---------- Dataset
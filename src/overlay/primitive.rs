use chrono::{DateTime, Utc};
use ordered_float::OrderedFloat;
use rust_decimal::Decimal;
use serde::{Deserialize, Serialize};

use crate::core::{PaneId, PriceAxisId, datetime_to_unix_seconds, decimal_to_f64};
use crate::error::{OverlayError, OverlayResult};
use crate::render::{Color, Stroke};

/// Paint order bucket; primitives paint bottom to top, stable within a bucket.
#[derive(Debug, Clone, Copy, PartialEq, Eq, PartialOrd, Ord, Default, Serialize, Deserialize)]
#[serde(rename_all = "snake_case")]
pub enum ZOrder {
    Bottom,
    #[default]
    Normal,
    Top,
}

/// Time/price-anchored overlay shape plus its binding to a pane and axis.
#[derive(Debug, Clone, PartialEq, Serialize, Deserialize)]
pub struct VisualPrimitive {
    #[serde(default)]
    pub id: Option<String>,
    #[serde(default)]
    pub pane: PaneId,
    #[serde(default)]
    pub axis: PriceAxisId,
    #[serde(default)]
    pub z_order: ZOrder,
    #[serde(default = "default_visible")]
    pub visible: bool,
    #[serde(default = "default_opacity")]
    pub opacity: f64,
    pub shape: PrimitiveShape,
}

fn default_visible() -> bool {
    true
}

fn default_opacity() -> f64 {
    1.0
}

#[derive(Debug, Clone, PartialEq, Serialize, Deserialize)]
#[serde(tag = "type", rename_all = "snake_case")]
pub enum PrimitiveShape {
    Rectangle(RectangleShape),
    Band(BandShape),
    Ribbon(RibbonShape),
    SignalStripe(SignalStripeShape),
}

/// Colored zone between two time/price corners.
#[derive(Debug, Clone, PartialEq, Serialize, Deserialize)]
pub struct RectangleShape {
    pub time1: f64,
    pub price1: f64,
    pub time2: f64,
    pub price2: f64,
    #[serde(default)]
    pub fill: Option<Color>,
    #[serde(default)]
    pub border: Option<Stroke>,
}

#[derive(Debug, Clone, Copy, PartialEq, Serialize, Deserialize)]
pub struct LineSpec {
    pub stroke: Stroke,
    #[serde(default = "default_visible")]
    pub visible: bool,
}

impl LineSpec {
    #[must_use]
    pub const fn new(stroke: Stroke) -> Self {
        Self {
            stroke,
            visible: true,
        }
    }
}

/// One time slice of a band; a `None` value is a gap for that line.
#[derive(Debug, Clone, Copy, PartialEq, Serialize, Deserialize)]
pub struct BandPoint {
    pub time: f64,
    #[serde(default)]
    pub upper: Option<f64>,
    #[serde(default)]
    pub middle: Option<f64>,
    #[serde(default)]
    pub lower: Option<f64>,
}

/// Three lines with the region between upper and lower filled.
#[derive(Debug, Clone, PartialEq, Serialize, Deserialize)]
pub struct BandShape {
    pub points: Vec<BandPoint>,
    pub upper_line: LineSpec,
    pub middle_line: LineSpec,
    pub lower_line: LineSpec,
    #[serde(default)]
    pub fill: Option<Color>,
}

#[derive(Debug, Clone, Copy, PartialEq, Serialize, Deserialize)]
pub struct RibbonPoint {
    pub time: f64,
    #[serde(default)]
    pub upper: Option<f64>,
    #[serde(default)]
    pub lower: Option<f64>,
}

/// Two lines with a gap-aware fill between them.
#[derive(Debug, Clone, PartialEq, Serialize, Deserialize)]
pub struct RibbonShape {
    pub points: Vec<RibbonPoint>,
    pub upper_line: LineSpec,
    pub lower_line: LineSpec,
    #[serde(default)]
    pub fill: Option<Color>,
}

#[derive(Debug, Clone, Copy, PartialEq, Serialize, Deserialize)]
pub struct SignalSample {
    pub time: f64,
    pub value: f64,
}

/// Colors picked by sample sign; a missing color leaves that span empty.
#[derive(Debug, Clone, Copy, PartialEq, Default, Serialize, Deserialize)]
pub struct SignalPalette {
    #[serde(default)]
    pub neutral: Option<Color>,
    #[serde(default)]
    pub signal: Option<Color>,
    #[serde(default)]
    pub alert: Option<Color>,
}

impl SignalPalette {
    #[must_use]
    pub fn color_for(self, value: f64) -> Option<Color> {
        if value > 0.0 {
            self.signal
        } else if value < 0.0 {
            self.alert
        } else {
            self.neutral
        }
    }
}

/// Full-pane-height background stripes colored by sample value.
#[derive(Debug, Clone, PartialEq, Serialize, Deserialize)]
pub struct SignalStripeShape {
    pub samples: Vec<SignalSample>,
    pub palette: SignalPalette,
}

/// Consecutive samples sharing one value.
#[derive(Debug, Clone, Copy, PartialEq)]
pub struct SignalRun {
    pub value: f64,
    pub first_time: f64,
    pub last_time: f64,
    pub len: usize,
}

impl SignalStripeShape {
    /// Merges consecutive same-valued samples so each run paints once.
    #[must_use]
    pub fn runs(&self) -> Vec<SignalRun> {
        let mut runs: Vec<SignalRun> = Vec::new();
        for sample in &self.samples {
            match runs.last_mut() {
                Some(run) if OrderedFloat(run.value) == OrderedFloat(sample.value) => {
                    run.last_time = sample.time;
                    run.len += 1;
                }
                _ => runs.push(SignalRun {
                    value: sample.value,
                    first_time: sample.time,
                    last_time: sample.time,
                    len: 1,
                }),
            }
        }
        runs
    }
}

impl VisualPrimitive {
    #[must_use]
    pub fn new(shape: PrimitiveShape) -> Self {
        Self {
            id: None,
            pane: PaneId::default(),
            axis: PriceAxisId::default(),
            z_order: ZOrder::default(),
            visible: true,
            opacity: 1.0,
            shape,
        }
    }

    /// Rectangle between two corners in any order.
    #[must_use]
    pub fn rectangle(time1: f64, price1: f64, time2: f64, price2: f64, fill: Color) -> Self {
        Self::new(PrimitiveShape::Rectangle(RectangleShape {
            time1,
            price1,
            time2,
            price2,
            fill: Some(fill),
            border: None,
        }))
    }

    pub fn rectangle_from_decimal(
        time1: DateTime<Utc>,
        price1: Decimal,
        time2: DateTime<Utc>,
        price2: Decimal,
        fill: Color,
    ) -> OverlayResult<Self> {
        Ok(Self::rectangle(
            datetime_to_unix_seconds(time1),
            decimal_to_f64(price1, "price1")?,
            datetime_to_unix_seconds(time2),
            decimal_to_f64(price2, "price2")?,
            fill,
        ))
    }

    #[must_use]
    pub fn with_id(mut self, id: impl Into<String>) -> Self {
        self.id = Some(id.into());
        self
    }

    #[must_use]
    pub fn on_pane(mut self, pane: PaneId) -> Self {
        self.pane = pane;
        self
    }

    #[must_use]
    pub fn on_axis(mut self, axis: PriceAxisId) -> Self {
        self.axis = axis;
        self
    }

    #[must_use]
    pub fn with_z_order(mut self, z_order: ZOrder) -> Self {
        self.z_order = z_order;
        self
    }

    #[must_use]
    pub fn with_opacity(mut self, opacity: f64) -> Self {
        self.opacity = opacity;
        self
    }

    #[must_use]
    pub fn with_visible(mut self, visible: bool) -> Self {
        self.visible = visible;
        self
    }

    #[must_use]
    pub fn kind(&self) -> &'static str {
        match self.shape {
            PrimitiveShape::Rectangle(_) => "rectangle",
            PrimitiveShape::Band(_) => "band",
            PrimitiveShape::Ribbon(_) => "ribbon",
            PrimitiveShape::SignalStripe(_) => "signal_stripe",
        }
    }

    #[must_use]
    pub fn label(&self) -> String {
        self.id.clone().unwrap_or_else(|| self.kind().to_owned())
    }

    /// Checks anchors and styles and returns the normalized primitive.
    ///
    /// Rectangle corners are reordered so `time1 <= time2` and
    /// `price1 <= price2`; series points and samples are sorted by time.
    pub fn validated(mut self) -> OverlayResult<Self> {
        if !self.opacity.is_finite() || !(0.0..=1.0).contains(&self.opacity) {
            return Err(self.invalid("opacity must be finite and in [0, 1]"));
        }
        let checked = match &mut self.shape {
            PrimitiveShape::Rectangle(shape) => normalize_rectangle(shape),
            PrimitiveShape::Band(shape) => normalize_band(shape),
            PrimitiveShape::Ribbon(shape) => normalize_ribbon(shape),
            PrimitiveShape::SignalStripe(shape) => normalize_signal_stripe(shape),
        };
        match checked {
            Ok(()) => Ok(self),
            Err(reason) => Err(self.invalid(&reason)),
        }
    }

    fn invalid(&self, reason: &str) -> OverlayError {
        OverlayError::InvalidPrimitive {
            id: self.label(),
            reason: reason.to_owned(),
        }
    }
}

type ShapeCheck = Result<(), String>;

fn normalize_rectangle(shape: &mut RectangleShape) -> ShapeCheck {
    for (name, value) in [
        ("time1", shape.time1),
        ("price1", shape.price1),
        ("time2", shape.time2),
        ("price2", shape.price2),
    ] {
        if !value.is_finite() {
            return Err(format!("`{name}` must be finite"));
        }
    }
    if shape.time1 > shape.time2 {
        std::mem::swap(&mut shape.time1, &mut shape.time2);
    }
    if shape.price1 > shape.price2 {
        std::mem::swap(&mut shape.price1, &mut shape.price2);
    }
    if let Some(fill) = shape.fill {
        fill.validate().map_err(|err| err.to_string())?;
    }
    if let Some(border) = shape.border {
        border.validate().map_err(|err| err.to_string())?;
    }
    if shape.fill.is_none() && shape.border.is_none() {
        return Err("rectangle needs a fill or a border".to_owned());
    }
    Ok(())
}

fn normalize_band(shape: &mut BandShape) -> ShapeCheck {
    let times: Vec<f64> = shape.points.iter().map(|point| point.time).collect();
    check_values(
        shape
            .points
            .iter()
            .flat_map(|point| [point.upper, point.middle, point.lower]),
    )?;
    check_times(&times)?;
    shape
        .points
        .sort_by(|a, b| a.time.total_cmp(&b.time));
    check_strictly_increasing(shape.points.iter().map(|point| point.time))?;
    for line in [shape.upper_line, shape.middle_line, shape.lower_line] {
        line.stroke.validate().map_err(|err| err.to_string())?;
    }
    if let Some(fill) = shape.fill {
        fill.validate().map_err(|err| err.to_string())?;
    }
    Ok(())
}

fn normalize_ribbon(shape: &mut RibbonShape) -> ShapeCheck {
    let times: Vec<f64> = shape.points.iter().map(|point| point.time).collect();
    check_values(
        shape
            .points
            .iter()
            .flat_map(|point| [point.upper, point.lower]),
    )?;
    check_times(&times)?;
    shape
        .points
        .sort_by(|a, b| a.time.total_cmp(&b.time));
    check_strictly_increasing(shape.points.iter().map(|point| point.time))?;
    for line in [shape.upper_line, shape.lower_line] {
        line.stroke.validate().map_err(|err| err.to_string())?;
    }
    if let Some(fill) = shape.fill {
        fill.validate().map_err(|err| err.to_string())?;
    }
    Ok(())
}

fn normalize_signal_stripe(shape: &mut SignalStripeShape) -> ShapeCheck {
    let times: Vec<f64> = shape.samples.iter().map(|sample| sample.time).collect();
    check_times(&times)?;
    if shape.samples.iter().any(|sample| !sample.value.is_finite()) {
        return Err("signal values must be finite".to_owned());
    }
    shape
        .samples
        .sort_by(|a, b| a.time.total_cmp(&b.time));
    check_strictly_increasing(shape.samples.iter().map(|sample| sample.time))?;
    for color in [
        shape.palette.neutral,
        shape.palette.signal,
        shape.palette.alert,
    ]
    .into_iter()
    .flatten()
    {
        color.validate().map_err(|err| err.to_string())?;
    }
    Ok(())
}

fn check_times(times: &[f64]) -> ShapeCheck {
    if times.is_empty() {
        return Err("series primitive needs at least one point".to_owned());
    }
    if times.iter().any(|time| !time.is_finite()) {
        return Err("point times must be finite".to_owned());
    }
    Ok(())
}

/// `None` is a gap; `Some(non-finite)` is malformed.
fn check_values(values: impl Iterator<Item = Option<f64>>) -> ShapeCheck {
    for value in values.flatten() {
        if !value.is_finite() {
            return Err("point prices must be finite or absent".to_owned());
        }
    }
    Ok(())
}

fn check_strictly_increasing(times: impl Iterator<Item = f64>) -> ShapeCheck {
    let mut previous: Option<f64> = None;
    for time in times {
        if previous.is_some_and(|prev| prev >= time) {
            return Err(format!("duplicate point time {time}"));
        }
        previous = Some(time);
    }
    Ok(())
}

#[cfg(test)]
mod tests {
    use super::{
        PrimitiveShape, SignalPalette, SignalSample, SignalStripeShape, VisualPrimitive,
    };
    use crate::render::Color;

    #[test]
    fn rectangle_corners_are_normalized() {
        let primitive = VisualPrimitive::rectangle(50.0, 80.0, 10.0, 20.0, Color::rgb(0.0, 1.0, 0.0))
            .validated()
            .expect("valid rectangle");
        let PrimitiveShape::Rectangle(shape) = primitive.shape else {
            panic!("expected rectangle");
        };
        assert_eq!((shape.time1, shape.time2), (10.0, 50.0));
        assert_eq!((shape.price1, shape.price2), (20.0, 80.0));
    }

    #[test]
    fn non_finite_anchor_is_rejected() {
        let err = VisualPrimitive::rectangle(f64::NAN, 1.0, 2.0, 3.0, Color::rgb(0.0, 0.0, 0.0))
            .with_id("zone-a")
            .validated()
            .expect_err("nan anchor");
        assert!(err.to_string().contains("zone-a"));
    }

    #[test]
    fn signal_runs_merge_consecutive_values() {
        let values = [0.0, 1.0, 1.0, 1.0, -1.0, -1.0, 0.0];
        let shape = SignalStripeShape {
            samples: values
                .iter()
                .enumerate()
                .map(|(index, value)| SignalSample {
                    time: index as f64,
                    value: *value,
                })
                .collect(),
            palette: SignalPalette::default(),
        };
        let runs = shape.runs();
        let lens: Vec<usize> = runs.iter().map(|run| run.len).collect();
        assert_eq!(lens, vec![1, 3, 2, 1]);
        assert_eq!((runs[1].first_time, runs[1].last_time), (1.0, 3.0));
    }
}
--------------------
-- Directions for this task --
Only the lines containing "swap" are needed; copy each of them from the data.

-- Output --
        std::mem::swap(&mut shape.time1, &mut shape.time2);
        std::mem::swap(&mut shape.price1, &mut shape.price2);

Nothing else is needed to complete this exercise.